== Work required ==
Repeat exactly the opening lines of the records, ending with the line that contains "and endpoint combination.".

== Collected data entries ==

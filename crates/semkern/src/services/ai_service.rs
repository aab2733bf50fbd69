use crate::Map;
use serde::{Deserialize, Serialize};
use std::fmt;

/// Discriminates the capability a service provides.
#[derive(Debug, Clone, Copy, PartialEq, Eq, Hash, Serialize, Deserialize)]
#[serde(rename_all = "kebab-case")]
pub enum ServiceType {
    /// Produces chat messages.
    ChatCompletion,
    /// Produces plain text.
    TextGeneration,
}

impl fmt::Display for ServiceType {
    fn fmt(&self, f: &mut fmt::Formatter<'_>) -> fmt::Result {
        match self {
            ServiceType::ChatCompletion => f.write_str("chat-completion"),
            ServiceType::TextGeneration => f.write_str("text-generation"),
        }
    }
}

/// A configured backend, such as a specific vendor, model and endpoint combination.
pub trait AiService: Send + Sync {
    /// Unique key of the service within a kernel.
    fn service_id(&self) -> &str;

    /// The capability this service provides.
    fn service_type(&self) -> ServiceType {
        ServiceType::ChatCompletion
    }

    /// The model this service talks to, if fixed.
    fn model_id(&self) -> Option<&str> {
        None
    }

    /// Open-ended attributes such as the endpoint.
    fn attributes(&self) -> &Map;
}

== Answer space ==
filename crates/semkern/src/services/ai_service.rs
repository aab2733bf50fbd69
use crate::Map;
use serde::{Deserialize, Serialize};
use std::fmt;

/// Discriminates the capability a service provides.
#[derive(Debug, Clone, Copy, PartialEq, Eq, Hash, Serialize, Deserialize)]
#[serde(rename_all = "kebab-case")]
pub enum ServiceType {
    /// Produces chat messages.
    ChatCompletion,
    /// Produces plain text.
    TextGeneration,
}

impl fmt::Display for ServiceType {
    fn fmt(&self, f: &mut fmt::Formatter<'_>) -> fmt::Result {
        match self {
            ServiceType::ChatCompletion => f.write_str("chat-completion"),
            ServiceType::TextGeneration => f.write_str("text-generation"),
        }
    }
}

/// A configured backend, such as a specific vendor, model and endpoint combination.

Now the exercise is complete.